Exercise directions -> Every record below, from the first line to the last, is to be set down again exactly.

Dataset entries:
-.-.-

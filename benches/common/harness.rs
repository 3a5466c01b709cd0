//! Multi-thread measurement harness over the concurrent policy interface.
//!
//! Two drivers, consuming nothing but [`ConcurrentPolicy`]:
//!
//! - [`run_random`]: uniform keys, a configurable get/put mix, N threads.
//! - [`run_mixed`]: scan / hotspot / scan phases per thread, modeling a
//!   working set disturbed by sequential sweeps.
//!
//! Every operation is timed individually with `Instant`; per-thread samples
//! are merged into a [`CacheStats`] with mean and standard deviation.

use std::thread;
use std::time::Instant;

use cachemux::traits::ConcurrentPolicy;
use rand::rngs::SmallRng;
use rand::{Rng, SeedableRng};

/// Merged measurement results for one harness run.
#[derive(Debug, Clone, Default)]
pub struct CacheStats {
    pub total_ops: u64,
    pub total_get: u64,
    pub total_put: u64,
    pub cache_hits: u64,
    pub cache_misses: u64,
    /// Hit share of gets, in percent.
    pub hit_rate: f64,
    /// Miss share of gets, in percent.
    pub miss_rate: f64,
    pub ops_per_sec: f64,
    /// Mean per-operation latency, nanoseconds.
    pub avg_access_ns: f64,
    /// Standard deviation of per-operation latency, nanoseconds.
    pub stddev_ns: f64,
    /// Wall time of the whole run, milliseconds.
    pub elapsed_ms: f64,
}

#[derive(Default)]
struct ThreadStats {
    gets: u64,
    puts: u64,
    hits: u64,
    misses: u64,
    times_ns: Vec<f64>,
}

impl ThreadStats {
    fn with_capacity(ops: usize) -> Self {
        ThreadStats {
            times_ns: Vec::with_capacity(ops),
            ..Default::default()
        }
    }

    #[inline]
    fn measured_get<C>(&mut self, cache: &C, key: u64)
    where
        C: ConcurrentPolicy<u64, u64> + ?Sized,
    {
        let t0 = Instant::now();
        let hit = cache.get(&key).is_some();
        self.times_ns.push(t0.elapsed().as_nanos() as f64);
        self.gets += 1;
        if hit {
            self.hits += 1;
        } else {
            self.misses += 1;
        }
    }

    #[inline]
    fn measured_put<C>(&mut self, cache: &C, key: u64, value: u64)
    where
        C: ConcurrentPolicy<u64, u64> + ?Sized,
    {
        let t0 = Instant::now();
        cache.put(key, value);
        self.times_ns.push(t0.elapsed().as_nanos() as f64);
        self.puts += 1;
    }
}

/// Random pattern: each of `threads` threads performs
/// `total_ops / threads` operations on uniform keys in `[0, key_range)`;
/// each operation is a get with probability `get_ratio`, a put otherwise.
pub fn run_random<C>(
    cache: &C,
    key_range: u64,
    total_ops: usize,
    get_ratio: f64,
    threads: usize,
) -> CacheStats
where
    C: ConcurrentPolicy<u64, u64> + ?Sized,
{
    let threads = threads.max(1);
    let key_range = key_range.max(1);
    let ops_per_thread = total_ops / threads;

    run_threads(cache, threads, |tid| {
        move |cache: &C| {
            let mut rng = SmallRng::seed_from_u64(0x9e37_79b9 ^ (tid as u64));
            let mut stats = ThreadStats::with_capacity(ops_per_thread);
            for i in 0..ops_per_thread {
                let key = rng.random::<u64>() % key_range;
                if rng.random::<f64>() < get_ratio {
                    stats.measured_get(cache, key);
                } else {
                    stats.measured_put(cache, key, i as u64);
                }
            }
            stats
        }
    })
}

/// Mixed pattern, per thread: phase A scans `0..scan_range` with gets,
/// phase B performs `hotspot_accesses` operations on uniform keys in
/// `[0, hotspot_range)` with a `put_ratio` share of puts, phase C repeats
/// the scan.
pub fn run_mixed<C>(
    cache: &C,
    scan_range: u64,
    hotspot_range: u64,
    hotspot_accesses: usize,
    put_ratio: f64,
    threads: usize,
) -> CacheStats
where
    C: ConcurrentPolicy<u64, u64> + ?Sized,
{
    let threads = threads.max(1);
    let hotspot_range = hotspot_range.max(1);

    run_threads(cache, threads, |tid| {
        move |cache: &C| {
            let mut rng = SmallRng::seed_from_u64(0x51_7cc1 ^ (tid as u64));
            let ops = scan_range as usize * 2 + hotspot_accesses;
            let mut stats = ThreadStats::with_capacity(ops);

            for key in 0..scan_range {
                stats.measured_get(cache, key);
            }

            for i in 0..hotspot_accesses {
                let key = rng.random::<u64>() % hotspot_range;
                if put_ratio > 0.0 && rng.random::<f64>() < put_ratio {
                    stats.measured_put(cache, key, i as u64);
                } else {
                    stats.measured_get(cache, key);
                }
            }

            for key in 0..scan_range {
                stats.measured_get(cache, key);
            }

            stats
        }
    })
}

/// Spawns the per-thread workers, joins them, and merges their stats.
fn run_threads<C, W>(
    cache: &C,
    threads: usize,
    make_worker: impl Fn(usize) -> W,
) -> CacheStats
where
    C: ConcurrentPolicy<u64, u64> + ?Sized,
    W: for<'c> FnOnce(&'c C) -> ThreadStats + Send,
{
    let start = Instant::now();
    let per_thread: Vec<ThreadStats> = thread::scope(|scope| {
        let handles: Vec<_> = (0..threads)
            .map(|tid| {
                let worker = make_worker(tid);
                scope.spawn(move || worker(cache))
            })
            .collect();
        handles
            .into_iter()
            .map(|handle| handle.join().expect("harness worker panicked"))
            .collect()
    });

    merge(per_thread, start.elapsed().as_secs_f64())
}

fn merge(per_thread: Vec<ThreadStats>, elapsed_secs: f64) -> CacheStats {
    let mut stats = CacheStats::default();
    let mut all_ns: Vec<f64> = Vec::new();

    for thread_stats in per_thread {
        stats.total_get += thread_stats.gets;
        stats.total_put += thread_stats.puts;
        stats.cache_hits += thread_stats.hits;
        stats.cache_misses += thread_stats.misses;
        all_ns.extend(thread_stats.times_ns);
    }
    stats.total_ops = stats.total_get + stats.total_put;

    if stats.total_get > 0 {
        stats.hit_rate = 100.0 * stats.cache_hits as f64 / stats.total_get as f64;
        stats.miss_rate = 100.0 * stats.cache_misses as f64 / stats.total_get as f64;
    }

    stats.elapsed_ms = elapsed_secs * 1_000.0;
    if elapsed_secs > 0.0 {
        stats.ops_per_sec = stats.total_ops as f64 / elapsed_secs;
    }

    if !all_ns.is_empty() {
        let mean = all_ns.iter().sum::<f64>() / all_ns.len() as f64;
        let variance =
            all_ns.iter().map(|x| (x - mean) * (x - mean)).sum::<f64>() / all_ns.len() as f64;
        stats.avg_access_ns = mean;
        stats.stddev_ns = variance.sqrt();
    }

    stats
}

-.-.-

Written solution ->
filename benches/common/harness.rs
repository 3a5466c01b709cd0
//! Multi-thread measurement harness over the concurrent policy interface.
//!
//! Two drivers, consuming nothing but [`ConcurrentPolicy`]:
//!
//! - [`run_random`]: uniform keys, a configurable get/put mix, N threads.
//! - [`run_mixed`]: scan / hotspot / scan phases per thread, modeling a
//!   working set disturbed by sequential sweeps.
//!
//! Every operation is timed individually with `Instant`; per-thread samples
//! are merged into a [`CacheStats`] with mean and standard deviation.

use std::thread;
use std::time::Instant;

use cachemux::traits::ConcurrentPolicy;
use rand::rngs::SmallRng;
use rand::{Rng, SeedableRng};

/// Merged measurement results for one harness run.
#[derive(Debug, Clone, Default)]
pub struct CacheStats {
    pub total_ops: u64,
    pub total_get: u64,
    pub total_put: u64,
    pub cache_hits: u64,
    pub cache_misses: u64,
    /// Hit share of gets, in percent.
    pub hit_rate: f64,
    /// Miss share of gets, in percent.
    pub miss_rate: f64,
    pub ops_per_sec: f64,
    /// Mean per-operation latency, nanoseconds.
    pub avg_access_ns: f64,
    /// Standard deviation of per-operation latency, nanoseconds.
    pub stddev_ns: f64,
    /// Wall time of the whole run, milliseconds.
    pub elapsed_ms: f64,
}

#[derive(Default)]
struct ThreadStats {
    gets: u64,
    puts: u64,
    hits: u64,
    misses: u64,
    times_ns: Vec<f64>,
}

impl ThreadStats {
    fn with_capacity(ops: usize) -> Self {
        ThreadStats {
            times_ns: Vec::with_capacity(ops),
            ..Default::default()
        }
    }

    #[inline]
    fn measured_get<C>(&mut self, cache: &C, key: u64)
    where
        C: ConcurrentPolicy<u64, u64> + ?Sized,
    {
        let t0 = Instant::now();
        let hit = cache.get(&key).is_some();
        self.times_ns.push(t0.elapsed().as_nanos() as f64);
        self.gets += 1;
        if hit {
            self.hits += 1;
        } else {
            self.misses += 1;
        }
    }

    #[inline]
    fn measured_put<C>(&mut self, cache: &C, key: u64, value: u64)
    where
        C: ConcurrentPolicy<u64, u64> + ?Sized,
    {
        let t0 = Instant::now();
        cache.put(key, value);
        self.times_ns.push(t0.elapsed().as_nanos() as f64);
        self.puts += 1;
    }
}

/// Random pattern: each of `threads` threads performs
/// `total_ops / threads` operations on uniform keys in `[0, key_range)`;
/// each operation is a get with probability `get_ratio`, a put otherwise.
pub fn run_random<C>(
    cache: &C,
    key_range: u64,
    total_ops: usize,
    get_ratio: f64,
    threads: usize,
) -> CacheStats
where
    C: ConcurrentPolicy<u64, u64> + ?Sized,
{
    let threads = threads.max(1);
    let key_range = key_range.max(1);
    let ops_per_thread = total_ops / threads;

    run_threads(cache, threads, |tid| {
        move |cache: &C| {
            let mut rng = SmallRng::seed_from_u64(0x9e37_79b9 ^ (tid as u64));
            let mut stats = ThreadStats::with_capacity(ops_per_thread);
            for i in 0..ops_per_thread {
                let key = rng.random::<u64>() % key_range;
                if rng.random::<f64>() < get_ratio {
                    stats.measured_get(cache, key);
                } else {
                    stats.measured_put(cache, key, i as u64);
                }
            }
            stats
        }
    })
}

/// Mixed pattern, per thread: phase A scans `0..scan_range` with gets,
/// phase B performs `hotspot_accesses` operations on uniform keys in
/// `[0, hotspot_range)` with a `put_ratio` share of puts, phase C repeats
/// the scan.
pub fn run_mixed<C>(
    cache: &C,
    scan_range: u64,
    hotspot_range: u64,
    hotspot_accesses: usize,
    put_ratio: f64,
    threads: usize,
) -> CacheStats
where
    C: ConcurrentPolicy<u64, u64> + ?Sized,
{
    let threads = threads.max(1);
    let hotspot_range = hotspot_range.max(1);

    run_threads(cache, threads, |tid| {
        move |cache: &C| {
            let mut rng = SmallRng::seed_from_u64(0x51_7cc1 ^ (tid as u64));
            let ops = scan_range as usize * 2 + hotspot_accesses;
            let mut stats = ThreadStats::with_capacity(ops);

            for key in 0..scan_range {
                stats.measured_get(cache, key);
            }

            for i in 0..hotspot_accesses {
                let key = rng.random::<u64>() % hotspot_range;
                if put_ratio > 0.0 && rng.random::<f64>() < put_ratio {
                    stats.measured_put(cache, key, i as u64);
                } else {
                    stats.measured_get(cache, key);
                }
            }

            for key in 0..scan_range {
                stats.measured_get(cache, key);
            }

            stats
        }
    })
}

/// Spawns the per-thread workers, joins them, and merges their stats.
fn run_threads<C, W>(
    cache: &C,
    threads: usize,
    make_worker: impl Fn(usize) -> W,
) -> CacheStats
where
    C: ConcurrentPolicy<u64, u64> + ?Sized,
    W: for<'c> FnOnce(&'c C) -> ThreadStats + Send,
{
    let start = Instant::now();
    let per_thread: Vec<ThreadStats> = thread::scope(|scope| {
        let handles: Vec<_> = (0..threads)
            .map(|tid| {
                let worker = make_worker(tid);
                scope.spawn(move || worker(cache))
            })
            .collect();
        handles
            .into_iter()
            .map(|handle| handle.join().expect("harness worker panicked"))
            .collect()
    });

    merge(per_thread, start.elapsed().as_secs_f64())
}

fn merge(per_thread: Vec<ThreadStats>, elapsed_secs: f64) -> CacheStats {
    let mut stats = CacheStats::default();
    let mut all_ns: Vec<f64> = Vec::new();

    for thread_stats in per_thread {
        stats.total_get += thread_stats.gets;
        stats.total_put += thread_stats.puts;
        stats.cache_hits += thread_stats.hits;
        stats.cache_misses += thread_stats.misses;
        all_ns.extend(thread_stats.times_ns);
    }
    stats.total_ops = stats.total_get + stats.total_put;

    if stats.total_get > 0 {
        stats.hit_rate = 100.0 * stats.cache_hits as f64 / stats.total_get as f64;
        stats.miss_rate = 100.0 * stats.cache_misses as f64 / stats.total_get as f64;
    }

    stats.elapsed_ms = elapsed_secs * 1_000.0;
    if elapsed_secs > 0.0 {
        stats.ops_per_sec = stats.total_ops as f64 / elapsed_secs;
    }

    if !all_ns.is_empty() {
        let mean = all_ns.iter().sum::<f64>() / all_ns.len() as f64;
        let variance =
            all_ns.iter().map(|x| (x - mean) * (x - mean)).sum::<f64>() / all_ns.len() as f64;
        stats.avg_access_ns = mean;
        stats.stddev_ns = variance.sqrt();
    }

    stats
}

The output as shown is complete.